:: Your instructions ::
Please restate each entry word for word.
--- Task data Enclosed Below ---
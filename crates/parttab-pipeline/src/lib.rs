//! # parttab Pipeline
//!
//! Probe orchestration: runs the three format decoders against one
//! [`ByteSource`] with a fixed precedence and fallback policy, and
//! aggregates everything recognized into a [`DiskReport`].
//!
//! Per image the pipeline moves through `Start -> MBRProbed ->
//! {GPTProbed, BSDProbed} -> Done`:
//!
//! - The MBR is always probed first; byte 0 of any MBR/GPT disk is a
//!   boot sector, so this is the one mandatory read.
//! - GPT is probed when the MBR carried a protective 0xEE entry, and
//!   defensively when the MBR was absent or malformed.
//! - BSD is probed at the device start unconditionally, plus at the
//!   start of every MBR slice with a BSD type byte.
//!
//! Soft negatives contribute nothing and raise nothing; a disk
//! recognized by none of the three formats yields an empty report.
//!
//! ## Example
//!
//! ```rust
//! use parttab_core::StreamSource;
//! use parttab_pipeline::FormatPipeline;
//! use std::io::Cursor;
//!
//! let mut source = StreamSource::new(Cursor::new(vec![0u8; 4096])).unwrap();
//! let report = FormatPipeline::new().inspect(&mut source, "blank.img").unwrap();
//! assert!(report.is_empty());
//! ```

use parttab_core::{ByteSource, Detection, DiskReport, Error, Result, TableKind, TableReport};
use parttab_tables::{bsd::Disklabel, gpt::Gpt, mbr::MbrTable};
use tracing::{debug, warn};

/// Default logical sector size in bytes
pub const DEFAULT_SECTOR_SIZE: u64 = 512;

/// Runs the format decoders against one source per inspection call
///
/// The pipeline holds no per-image state; one instance may serve any
/// number of images sequentially.
#[derive(Debug, Clone)]
pub struct FormatPipeline {
    sector_size: u64,
}

impl Default for FormatPipeline {
    fn default() -> Self {
        Self {
            sector_size: DEFAULT_SECTOR_SIZE,
        }
    }
}

impl FormatPipeline {
    pub fn new() -> Self {
        Self::default()
    }

    /// Override the logical sector size (4096 for native 4K devices)
    pub fn with_sector_size(sector_size: u64) -> Self {
        Self { sector_size }
    }

    /// Inspect one image and report every table recognized on it
    ///
    /// # Errors
    ///
    /// Fails only for whole-image conditions: an I/O error from the
    /// source, an image shorter than the mandatory 512-byte boot sector
    /// probe, or a zero sector size. Per-table problems never surface
    /// here.
    pub fn inspect(&self, source: &mut dyn ByteSource, name: &str) -> Result<DiskReport> {
        if self.sector_size == 0 {
            return Err(Error::structural("sector size must be non-zero"));
        }

        let mut report = DiskReport::new(name);

        // Offsets where an embedded disklabel may live; the device start
        // is always a candidate.
        let mut bsd_bases: Vec<u64> = vec![0];
        let mut probe_gpt = false;

        match MbrTable::decode(source)? {
            Detection::Recognized(mbr) => {
                probe_gpt = mbr.has_protective_gpt();
                for slice in mbr.bsd_slices() {
                    let base = slice.start_lba as u64 * self.sector_size;
                    if !bsd_bases.contains(&base) {
                        bsd_bases.push(base);
                    }
                }
                report.tables.push(TableReport {
                    kind: TableKind::Mbr,
                    descriptor: Some(mbr.serial_hex()),
                    records: mbr.records(),
                    warnings: Vec::new(),
                });
            }
            Detection::Absent => {
                debug!(image = name, "no MBR boot signature, probing GPT defensively");
                probe_gpt = true;
            }
            Detection::Malformed(reason) => {
                warn!(image = name, %reason, "malformed MBR dropped, probing GPT defensively");
                probe_gpt = true;
            }
        }

        if probe_gpt {
            match Gpt::decode(source, self.sector_size)? {
                Detection::Recognized(gpt) => {
                    report.tables.push(TableReport {
                        kind: TableKind::Gpt,
                        descriptor: Some(gpt.disk_guid_string()),
                        records: gpt.records(),
                        warnings: gpt.warnings,
                    });
                }
                Detection::Absent => debug!(image = name, "no GPT header"),
                Detection::Malformed(reason) => {
                    warn!(image = name, %reason, "malformed GPT dropped")
                }
            }
        }

        for base in bsd_bases {
            match Disklabel::decode(source, base, self.sector_size)? {
                Detection::Recognized(label) => {
                    report.tables.push(TableReport {
                        kind: TableKind::Bsd,
                        descriptor: None,
                        records: label.records(),
                        warnings: label.warnings,
                    });
                }
                Detection::Absent => debug!(image = name, base, "no BSD disklabel"),
                Detection::Malformed(reason) => {
                    warn!(image = name, base, %reason, "malformed BSD disklabel dropped")
                }
            }
        }

        Ok(report)
    }
}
--- End of Enclosed Task data ---
:: Result of this task ::
filename crates/parttab-pipeline/src/lib.rs
//! # parttab Pipeline
//!
//! Probe orchestration: runs the three format decoders against one
//! [`ByteSource`] with a fixed precedence and fallback policy, and
//! aggregates everything recognized into a [`DiskReport`].
//!
//! Per image the pipeline moves through `Start -> MBRProbed ->
//! {GPTProbed, BSDProbed} -> Done`:
//!
//! - The MBR is always probed first; byte 0 of any MBR/GPT disk is a
//!   boot sector, so this is the one mandatory read.
//! - GPT is probed when the MBR carried a protective 0xEE entry, and
//!   defensively when the MBR was absent or malformed.
//! - BSD is probed at the device start unconditionally, plus at the
//!   start of every MBR slice with a BSD type byte.
//!
//! Soft negatives contribute nothing and raise nothing; a disk
//! recognized by none of the three formats yields an empty report.
//!
//! ## Example
//!
//! ```rust
//! use parttab_core::StreamSource;
//! use parttab_pipeline::FormatPipeline;
//! use std::io::Cursor;
//!
//! let mut source = StreamSource::new(Cursor::new(vec![0u8; 4096])).unwrap();
//! let report = FormatPipeline::new().inspect(&mut source, "blank.img").unwrap();
//! assert!(report.is_empty());
//! ```

use parttab_core::{ByteSource, Detection, DiskReport, Error, Result, TableKind, TableReport};
use parttab_tables::{bsd::Disklabel, gpt::Gpt, mbr::MbrTable};
use tracing::{debug, warn};

/// Default logical sector size in bytes
pub const DEFAULT_SECTOR_SIZE: u64 = 512;

/// Runs the format decoders against one source per inspection call
///
/// The pipeline holds no per-image state; one instance may serve any
/// number of images sequentially.
#[derive(Debug, Clone)]
pub struct FormatPipeline {
    sector_size: u64,
}

impl Default for FormatPipeline {
    fn default() -> Self {
        Self {
            sector_size: DEFAULT_SECTOR_SIZE,
        }
    }
}

impl FormatPipeline {
    pub fn new() -> Self {
        Self::default()
    }

    /// Override the logical sector size (4096 for native 4K devices)
    pub fn with_sector_size(sector_size: u64) -> Self {
        Self { sector_size }
    }

    /// Inspect one image and report every table recognized on it
    ///
    /// # Errors
    ///
    /// Fails only for whole-image conditions: an I/O error from the
    /// source, an image shorter than the mandatory 512-byte boot sector
    /// probe, or a zero sector size. Per-table problems never surface
    /// here.
    pub fn inspect(&self, source: &mut dyn ByteSource, name: &str) -> Result<DiskReport> {
        if self.sector_size == 0 {
            return Err(Error::structural("sector size must be non-zero"));
        }

        let mut report = DiskReport::new(name);

        // Offsets where an embedded disklabel may live; the device start
        // is always a candidate.
        let mut bsd_bases: Vec<u64> = vec![0];
        let mut probe_gpt = false;

        match MbrTable::decode(source)? {
            Detection::Recognized(mbr) => {
                probe_gpt = mbr.has_protective_gpt();
                for slice in mbr.bsd_slices() {
                    let base = slice.start_lba as u64 * self.sector_size;
                    if !bsd_bases.contains(&base) {
                        bsd_bases.push(base);
                    }
                }
                report.tables.push(TableReport {
                    kind: TableKind::Mbr,
                    descriptor: Some(mbr.serial_hex()),
                    records: mbr.records(),
                    warnings: Vec::new(),
                });
            }
            Detection::Absent => {
                debug!(image = name, "no MBR boot signature, probing GPT defensively");
                probe_gpt = true;
            }
            Detection::Malformed(reason) => {
                warn!(image = name, %reason, "malformed MBR dropped, probing GPT defensively");
                probe_gpt = true;
            }
        }

        if probe_gpt {
            match Gpt::decode(source, self.sector_size)? {
                Detection::Recognized(gpt) => {
                    report.tables.push(TableReport {
                        kind: TableKind::Gpt,
                        descriptor: Some(gpt.disk_guid_string()),
                        records: gpt.records(),
                        warnings: gpt.warnings,
                    });
                }
                Detection::Absent => debug!(image = name, "no GPT header"),
                Detection::Malformed(reason) => {
                    warn!(image = name, %reason, "malformed GPT dropped")
                }
            }
        }

        for base in bsd_bases {
            match Disklabel::decode(source, base, self.sector_size)? {
                Detection::Recognized(label) => {
                    report.tables.push(TableReport {
                        kind: TableKind::Bsd,
                        descriptor: None,
                        records: label.records(),
                        warnings: label.warnings,
                    });
                }
                Detection::Absent => debug!(image = name, base, "no BSD disklabel"),
                Detection::Malformed(reason) => {
                    warn!(image = name, base, %reason, "malformed BSD disklabel dropped")
                }
            }
        }

        Ok(report)
    }
}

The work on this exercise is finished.